NBER Working Paper No. 21348
Issued in July 2015
NBER Program(s):Economics of Aging, Health Economics

Research is needed to understand the extent to which environmental factors mediate links between genetic risk and the development of smoking behaviors. The Vietnam-era draft lottery offers a unique opportunity to investigate whether genetic susceptibility to smoking is influenced by risky environments in young adulthood.
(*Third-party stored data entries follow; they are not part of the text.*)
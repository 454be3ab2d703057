mod create;
mod import;
mod update;
//! Derived views over the entry collection.
//!
//! Pure functions over a snapshot: visibility scoping, conjunctive filters,
//! sorting, and aggregate statistics. Nothing here mutates the collection.

use std::collections::BTreeMap;

use crate::model::{
    api::{EntryFilterDto, EntryStatsDto, OwnerStatsDto, SortDirection},
    entry::{EntryDto, EntryStatus, ExtensionState, PaymentStatus},
    user::Actor,
};

/// Entries owned by this username never count towards per-owner fee totals.
const ADMIN_OWNER: &str = "Admin";

/// Filter and sort parameters for the entry listing.
#[derive(Clone, Debug, Default)]
pub struct EntryQuery {
    pub search: Option<String>,
    pub status: Option<EntryStatus>,
    pub payment_status: Option<PaymentStatus>,
    pub owner: Option<String>,
    pub sort: SortDirection,
}

impl From<EntryFilterDto> for EntryQuery {
    fn from(dto: EntryFilterDto) -> Self {
        Self {
            search: dto.search,
            status: dto.status,
            payment_status: dto.payment_status,
            owner: dto.owner,
            sort: dto.sort.unwrap_or_default(),
        }
    }
}

impl EntryQuery {
    /// Applies visibility scoping, the configured filters, and the sort.
    ///
    /// Non-admin viewers only ever see their own entries; the owner filter is
    /// an admin affordance and ignored for everyone else. All filters are
    /// conjunctive. Sorting compares the parsed creation timestamps, not
    /// their string representation.
    pub fn apply(&self, entries: Vec<EntryDto>, viewer: &Actor) -> Vec<EntryDto> {
        let search = self
            .search
            .as_ref()
            .map(|needle| needle.to_lowercase())
            .filter(|needle| !needle.is_empty());

        let mut entries: Vec<EntryDto> = entries
            .into_iter()
            .filter(|entry| viewer.is_admin() || entry.owner == viewer.username)
            .filter(|entry| match &search {
                Some(needle) => entry.alias_notes.to_lowercase().contains(needle),
                None => true,
            })
            .filter(|entry| self.status.is_none_or(|status| entry.status == status))
            .filter(|entry| {
                self.payment_status
                    .is_none_or(|payment| entry.payment_status == payment)
            })
            .filter(|entry| match &self.owner {
                Some(owner) if viewer.is_admin() => &entry.owner == owner,
                _ => true,
            })
            .collect();

        entries.sort_by(|a, b| match self.sort {
            SortDirection::Asc => a.created_at.cmp(&b.created_at),
            SortDirection::Desc => b.created_at.cmp(&a.created_at),
        });

        entries
    }
}

/// Computes aggregate statistics over a (scoped) entry collection.
///
/// Missing admin fees count as zero. Per-owner aggregates skip entries owned
/// by the administrator account, which never carry a real fee obligation.
pub fn statistics(entries: &[EntryDto]) -> EntryStatsDto {
    let total = entries.len();
    let active = entries
        .iter()
        .filter(|entry| entry.status == EntryStatus::Active)
        .count();
    let paid = entries
        .iter()
        .filter(|entry| entry.payment_status == PaymentStatus::Paid)
        .count();
    let fee_sum = entries
        .iter()
        .map(|entry| i64::from(entry.admin_fee.unwrap_or(0)))
        .sum();

    let mut owners: BTreeMap<&str, (usize, i64)> = BTreeMap::new();
    for entry in entries {
        if entry.owner == ADMIN_OWNER {
            continue;
        }

        let stats = owners.entry(&entry.owner).or_default();
        stats.0 += 1;
        stats.1 += i64::from(entry.admin_fee.unwrap_or(0));
    }

    let owners = owners
        .into_iter()
        .map(|(owner, (count, fee_sum))| OwnerStatsDto {
            owner: owner.to_string(),
            count,
            fee_sum,
        })
        .collect();

    let pending_extensions = entries
        .iter()
        .filter(|entry| entry.extension_state == ExtensionState::Pending)
        .cloned()
        .collect();

    EntryStatsDto {
        total,
        active,
        paid,
        fee_sum,
        owners,
        pending_extensions,
    }
}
Access to free or reduced-price cigarettes coupled with the stress of military life meant conscripts were exposed to a large, exogenous shock to smoking behavior at a young age. Using data from the Health and Retirement Study (HRS), we interact a genetic risk score for smoking initiation with instrumented veteran status in an instrumental variables (IV) framework to test for genetic moderation (i.e. heterogeneous treatment effects) of veteran status on smoking behavior and smoking-related morbidities. We find evidence that veterans with a high genetic predisposition for smoking were more likely to become regular smokers, smoke heavily, and are at a higher risk of being diagnosed with cancer or hypertension at older ages. Smoking behavior was significantly attenuated for high-risk veterans who attended college after the war, indicating post-service schooling gains from veterans’ use of the GI Bill may have reduced tobacco consumption in adulthood.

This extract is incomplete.